Arash Harzand et al. Am J Cardiol. .

Abstract

Cardiac rehabilitation (CR) is recommended for patients with coronary heart disease, however, participation among veterans remains poor. Smartphones may facilitate data transfer and communication between patients and providers, among other benefits. We evaluated the feasibility of a smartphone-enabled CR program in a population of veterans. Qualifying veterans were prospectively enrolled in a single-arm, nonrandomized feasibility study of a smartphone-enabled, home-based CR program, featuring an app with daily reminders to exercise, log vitals, and review educational materials. A coach remotely monitored patients through an online dashboard and scheduled telephone visits. Clinical end points were assessed as an exploratory aim. After 21 veterans provided informed consent, 18 were enrolled and successfully completed at least 30days of the program; 13 completed the entire 12-week intervention. Mean (standard deviation) age was 62 (7) years and 96% were male. Program completers logged a mean (standard deviation) of 3.5 (1.4) exercise sessions and 150 (86) exercise minutes per week. The majority (84%) of program completers reported being satisfied overall with the program.
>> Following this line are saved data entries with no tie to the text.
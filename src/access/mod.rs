//! 경매 참가 승인 및 액세스 코드 확인
//!
//! 사용자는 참가 요청을 남기고, 관리자가 보증금을 확인한 뒤 별도 채널로
//! 액세스 코드를 보낸다. 코드가 확인된 세션만 입찰 모드로 들어간다.
// region:    --- Imports
use chrono::{DateTime, Utc};
use serde::{Deserialize, Serialize};
use tracing::{info, warn};

// endregion: --- Imports

// region:    --- Access Request
/// 참가 요청 유형
#[derive(Debug, Clone, Copy, PartialEq, Eq, Serialize, Deserialize)]
#[serde(rename_all = "SCREAMING_SNAKE_CASE")]
pub enum RequestType {
    GlobalAccess,
}

impl RequestType {
    pub fn as_str(&self) -> &'static str {
        match self {
            RequestType::GlobalAccess => "GLOBAL_ACCESS",
        }
    }
}

/// 참가 요청 상태
#[derive(Debug, Clone, Copy, PartialEq, Eq, Serialize, Deserialize)]
#[serde(rename_all = "lowercase")]
pub enum RequestStatus {
    Pending,
    Approved,
    Rejected,
}

impl RequestStatus {
    pub fn as_str(&self) -> &'static str {
        match self {
            RequestStatus::Pending => "pending",
            RequestStatus::Approved => "approved",
            RequestStatus::Rejected => "rejected",
        }
    }

    pub fn parse(value: &str) -> Option<Self> {
        match value {
            "pending" => Some(RequestStatus::Pending),
            "approved" => Some(RequestStatus::Approved),
            "rejected" => Some(RequestStatus::Rejected),
            _ => None,
        }
    }
}

/// 경매 참가 요청 (`auction_requests`)
#[derive(Debug, Clone, PartialEq, Serialize, Deserialize)]
#[serde(rename_all = "camelCase")]
pub struct AccessRequest {
    pub user_id: String,
    pub user_name: String,
    pub cnic: String,
    pub whatsapp: String,
    pub request_type: RequestType,
    pub status: RequestStatus,
    pub access_code: Option<String>,
    pub created_at: DateTime<Utc>,
}

impl AccessRequest {
    /// 새 요청은 항상 대기 상태, 코드 없음
    pub fn pending(
        user_id: impl Into<String>,
        user_name: impl Into<String>,
        cnic: impl Into<String>,
        whatsapp: impl Into<String>,
    ) -> Self {
        Self {
            user_id: user_id.into(),
            user_name: user_name.into(),
            cnic: cnic.into(),
            whatsapp: whatsapp.into(),
            request_type: RequestType::GlobalAccess,
            status: RequestStatus::Pending,
            access_code: None,
            created_at: Utc::now(),
        }
    }
}
// endregion: --- Access Request

// region:    --- View Mode
/// 화면 모드: 입찰 가능 또는 보기 전용
#[derive(Debug, Clone, Copy, PartialEq, Eq, Default, Serialize, Deserialize)]
#[serde(rename_all = "lowercase")]
pub enum ViewMode {
    Bid,
    #[default]
    #[serde(alias = "view_only")]
    View,
}

impl ViewMode {
    pub fn can_bid(&self) -> bool {
        matches!(self, ViewMode::Bid)
    }
}

#[derive(Debug, Clone, PartialEq, Eq, thiserror::Error)]
pub enum AccessError {
    #[error("sign in to enter an access code")]
    NotSignedIn,
    #[error("could not load registration: {0}")]
    Lookup(String),
    #[error("could not save registration: {0}")]
    Submit(String),
    #[error("no auction registration found")]
    NotRegistered,
    #[error("registration is awaiting approval")]
    Pending,
    #[error("registration was rejected")]
    Rejected,
    #[error("access code does not match")]
    CodeMismatch,
}

/// 입력한 액세스 코드로 입찰 모드 해제
pub fn unlock(request: Option<&AccessRequest>, entered_code: &str) -> Result<ViewMode, AccessError> {
    let request = request.ok_or(AccessError::NotRegistered)?;

    match request.status {
        RequestStatus::Pending => return Err(AccessError::Pending),
        RequestStatus::Rejected => return Err(AccessError::Rejected),
        RequestStatus::Approved => {}
    }

    let entered = entered_code.trim();
    match request.access_code.as_deref().map(str::trim) {
        Some(code) if !code.is_empty() && code == entered => {
            info!(
                "{:<12} --> 액세스 코드 확인: user={}",
                "Access", request.user_id
            );
            Ok(ViewMode::Bid)
        }
        _ => {
            warn!(
                "{:<12} --> 액세스 코드 불일치: user={}",
                "Access", request.user_id
            );
            Err(AccessError::CodeMismatch)
        }
    }
}
// endregion: --- View Mode
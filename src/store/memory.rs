//! 프로세스 내부 문서 저장소
//!
//! 변경 알림은 broadcast 채널로 흘려 보내고, 각 구독 작업이 자기 차량에
//! 해당하는 알림만 골라 스냅샷을 다시 만든다.
// region:    --- Imports
use super::{newest_first, DocumentStore, StoreError, Subscription, SUBSCRIPTION_BUFFER};
use crate::access::AccessRequest;
use crate::auction::model::{AuctionItem, BidRecord};
use async_trait::async_trait;
use chrono::{DateTime, Utc};
use std::collections::HashMap;
use std::sync::atomic::{AtomicUsize, Ordering};
use std::sync::{Arc, Mutex, MutexGuard, PoisonError};
use tokio::sync::{broadcast, mpsc};
use tracing::{info, warn};

// endregion: --- Imports

/// 변경 알림 채널 크기
const CHANGE_CAPACITY: usize = 256;

#[derive(Debug, Clone)]
enum Change {
    Car(String),
    History(String),
    Fault { car_id: String, message: String },
}

#[derive(Default)]
struct Documents {
    cars: HashMap<String, AuctionItem>,
    bids: HashMap<String, Vec<BidRecord>>,
    requests: Vec<AccessRequest>,
    next_bid_id: u64,
}

// region:    --- Memory Store
#[derive(Clone)]
pub struct MemoryStore {
    docs: Arc<Mutex<Documents>>,
    changes: broadcast::Sender<Change>,
    watch_calls: Arc<AtomicUsize>,
}

impl Default for MemoryStore {
    fn default() -> Self {
        Self::new()
    }
}

impl MemoryStore {
    pub fn new() -> Self {
        let (changes, _) = broadcast::channel(CHANGE_CAPACITY);
        Self {
            docs: Arc::new(Mutex::new(Documents::default())),
            changes,
            watch_calls: Arc::new(AtomicUsize::new(0)),
        }
    }

    /// 지금까지 열린 구독 수
    pub fn watch_calls(&self) -> usize {
        self.watch_calls.load(Ordering::SeqCst)
    }

    /// 아직 살아 있는 구독 작업 수
    pub fn active_watchers(&self) -> usize {
        self.changes.receiver_count()
    }

    /// 차량 문서 저장 (전체 교체)
    pub fn upsert_car(&self, item: AuctionItem) {
        let car_id = item.id.clone();
        lock(&self.docs).cars.insert(car_id.clone(), item);
        self.notify(Change::Car(car_id));
    }

    /// 입찰 반영
    ///
    /// 현재 가격보다 높은 금액만 받아들이고, 받아들인 경우 현재 가격 갱신과
    /// 이력 추가를 한 번에 처리한다.
    pub fn record_bid(
        &self,
        car_id: &str,
        user_id: &str,
        amount: i64,
        timestamp: Option<DateTime<Utc>>,
    ) -> bool {
        {
            let mut docs = lock(&self.docs);
            let Some(car) = docs.cars.get_mut(car_id) else {
                warn!("{:<12} --> 입찰 실패: 없는 차량 {}", "MemoryStore", car_id);
                return false;
            };
            if car.effective_bid().is_some_and(|current| current >= amount) {
                info!(
                    "{:<12} --> 입찰 실패: 현재 가격이 더 높거나 같음",
                    "MemoryStore"
                );
                return false;
            }
            car.current_bid = Some(amount);

            docs.next_bid_id += 1;
            let record = BidRecord {
                id: format!("bid-{}", docs.next_bid_id),
                user_id: Some(user_id.to_string()),
                amount,
                timestamp,
            };
            docs.bids.entry(car_id.to_string()).or_default().push(record);
        }

        info!(
            "{:<12} --> 입찰 성공: car={}, 현재 가격 {}",
            "MemoryStore", car_id, amount
        );
        self.notify(Change::Car(car_id.to_string()));
        self.notify(Change::History(car_id.to_string()));
        true
    }

    /// 해당 차량의 모든 구독에 오류 전달
    pub fn inject_fault(&self, car_id: &str, message: &str) {
        self.notify(Change::Fault {
            car_id: car_id.to_string(),
            message: message.to_string(),
        });
    }

    fn notify(&self, change: Change) {
        // 구독자가 없으면 보낼 곳이 없을 뿐이다
        let _ = self.changes.send(change);
    }

    fn car_snapshot(docs: &Mutex<Documents>, car_id: &str) -> Option<AuctionItem> {
        lock(docs).cars.get(car_id).cloned()
    }

    fn history_snapshot(docs: &Mutex<Documents>, car_id: &str, limit: usize) -> Vec<BidRecord> {
        let mut history = lock(docs).bids.get(car_id).cloned().unwrap_or_default();
        newest_first(&mut history);
        history.truncate(limit);
        history
    }

    /// 공통 감시 작업: 초기 스냅샷 후 관련 알림마다 다시 스냅샷
    fn spawn_watcher<T, F>(
        &self,
        feed: &'static str,
        car_id: &str,
        wants: fn(&Change, &str) -> bool,
        snapshot: F,
    ) -> Subscription<T>
    where
        T: Send + 'static,
        F: Fn() -> T + Send + 'static,
    {
        self.watch_calls.fetch_add(1, Ordering::SeqCst);

        // 초기 스냅샷보다 먼저 구독해야 사이의 변경을 놓치지 않는다
        let mut changes = self.changes.subscribe();
        let (tx, rx) = mpsc::channel(SUBSCRIPTION_BUFFER);
        let car_id = car_id.to_string();

        let task = tokio::spawn(async move {
            if tx.send(Ok(snapshot())).await.is_err() {
                return;
            }
            loop {
                let next = match changes.recv().await {
                    Ok(Change::Fault { car_id: id, message }) if id == car_id => {
                        Err(StoreError::Unavailable(message))
                    }
                    Ok(change) if wants(&change, &car_id) => Ok(snapshot()),
                    Ok(_) => continue,
                    Err(broadcast::error::RecvError::Lagged(skipped)) => {
                        warn!(
                            "{:<12} --> 변경 알림 {}건 유실, 스냅샷 재전송",
                            "MemoryStore", skipped
                        );
                        Ok(snapshot())
                    }
                    Err(broadcast::error::RecvError::Closed) => break,
                };
                if tx.send(next).await.is_err() {
                    break;
                }
            }
        });

        Subscription::new(feed, rx, task)
    }
}

fn lock(docs: &Mutex<Documents>) -> MutexGuard<'_, Documents> {
    docs.lock().unwrap_or_else(PoisonError::into_inner)
}
// endregion: --- Memory Store

// region:    --- Document Store Impl
#[async_trait]
impl DocumentStore for MemoryStore {
    async fn watch_car(
        &self,
        car_id: &str,
    ) -> Result<Subscription<Option<AuctionItem>>, StoreError> {
        let docs = Arc::clone(&self.docs);
        let id = car_id.to_string();
        Ok(self.spawn_watcher(
            "car",
            car_id,
            |change, car_id| matches!(change, Change::Car(id) if id == car_id),
            move || Self::car_snapshot(&docs, &id),
        ))
    }

    async fn watch_bid_history(
        &self,
        car_id: &str,
        limit: usize,
    ) -> Result<Subscription<Vec<BidRecord>>, StoreError> {
        let docs = Arc::clone(&self.docs);
        let id = car_id.to_string();
        Ok(self.spawn_watcher(
            "bidHistory",
            car_id,
            |change, car_id| matches!(change, Change::History(id) if id == car_id),
            move || Self::history_snapshot(&docs, &id, limit),
        ))
    }

    async fn access_request(&self, user_id: &str) -> Result<Option<AccessRequest>, StoreError> {
        Ok(lock(&self.docs)
            .requests
            .iter()
            .filter(|request| request.user_id == user_id)
            .max_by_key(|request| request.created_at)
            .cloned())
    }

    async fn submit_access_request(&self, request: AccessRequest) -> Result<(), StoreError> {
        info!(
            "{:<12} --> 참가 요청 저장: user={}",
            "MemoryStore", request.user_id
        );
        lock(&self.docs).requests.push(request);
        Ok(())
    }
}
// endregion: --- Document Store Impl

#[cfg(test)]
mod tests {
    use super::*;
    use crate::access::RequestStatus;
    use chrono::Duration;

    fn car(id: &str, base_price: i64) -> AuctionItem {
        AuctionItem {
            id: id.to_string(),
            title: "Corolla Altis".to_string(),
            auction_params: crate::auction::model::AuctionParams {
                base_price: Some(base_price),
                end_time: None,
            },
            ..Default::default()
        }
    }

    #[tokio::test]
    async fn car_watch_delivers_initial_and_updated_snapshots() {
        let store = MemoryStore::new();
        store.upsert_car(car("car-1", 100_000));

        let mut sub = store.watch_car("car-1").await.unwrap();
        let first = sub.recv().await.unwrap().unwrap().unwrap();
        assert_eq!(first.effective_bid(), Some(100_000));

        assert!(store.record_bid("car-1", "uid-1", 120_000, Some(Utc::now())));
        let second = sub.recv().await.unwrap().unwrap().unwrap();
        assert_eq!(second.effective_bid(), Some(120_000));
    }

    #[tokio::test]
    async fn unsubscribe_releases_the_watcher() {
        let store = MemoryStore::new();
        store.upsert_car(car("car-1", 100_000));

        let mut sub = store.watch_car("car-1").await.unwrap();
        assert_eq!(store.active_watchers(), 1);

        sub.unsubscribe();
        while store.active_watchers() > 0 {
            tokio::task::yield_now().await;
        }
        assert!(!store.record_bid("car-1", "uid-1", 90_000, None));
        assert_eq!(store.active_watchers(), 0);
    }

    #[tokio::test]
    async fn missing_car_yields_none_snapshot() {
        let store = MemoryStore::new();
        let mut sub = store.watch_car("ghost").await.unwrap();
        assert!(sub.recv().await.unwrap().unwrap().is_none());
    }

    #[tokio::test]
    async fn low_bids_are_not_recorded() {
        let store = MemoryStore::new();
        store.upsert_car(car("car-1", 100_000));

        assert!(!store.record_bid("car-1", "uid-1", 100_000, Some(Utc::now())));
        assert!(!store.record_bid("car-2", "uid-1", 500_000, Some(Utc::now())));

        let mut sub = store.watch_bid_history("car-1", 10).await.unwrap();
        assert!(sub.recv().await.unwrap().unwrap().is_empty());
    }

    #[tokio::test]
    async fn history_is_newest_first_and_bounded() {
        let store = MemoryStore::new();
        store.upsert_car(car("car-1", 0));
        let start = Utc::now() - Duration::minutes(30);
        for i in 1..=15 {
            store.record_bid("car-1", "uid-1", i * 1000, Some(start + Duration::seconds(i)));
        }

        let mut sub = store.watch_bid_history("car-1", 10).await.unwrap();
        let history = sub.recv().await.unwrap().unwrap();
        assert_eq!(history.len(), 10);
        assert_eq!(history[0].amount, 15_000);
        assert!(history
            .windows(2)
            .all(|pair| pair[0].timestamp > pair[1].timestamp));
    }

    #[tokio::test]
    async fn latest_access_request_wins() {
        let store = MemoryStore::new();
        let mut old = AccessRequest::pending("uid-1", "Ali", "x", "y");
        old.created_at = Utc::now() - Duration::days(1);
        old.status = RequestStatus::Rejected;
        store.submit_access_request(old).await.unwrap();
        store
            .submit_access_request(AccessRequest::pending("uid-1", "Ali", "x", "y"))
            .await
            .unwrap();

        let latest = store.access_request("uid-1").await.unwrap().unwrap();
        assert_eq!(latest.status, RequestStatus::Pending);
        assert!(store.access_request("uid-2").await.unwrap().is_none());
    }
}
Mean functional capacity improved by 1.0 metabolic equivalents (5.3 to 6.3, 95% confidence interval 0.3 to 1.7; p = 0.008) and mean systolic blood pressure at rest improved by 9.6mm Hg (mean difference 9.6, 95% confidence interval -19.0 to -0.7; p = 0.049) among completers. Smartphone-enabled, home-based CR is feasible in veterans with heart disease and is associated with moderate to high levels of engagement and patient satisfaction.

Trial registration: ClinicalTrials.gov NCT02791685.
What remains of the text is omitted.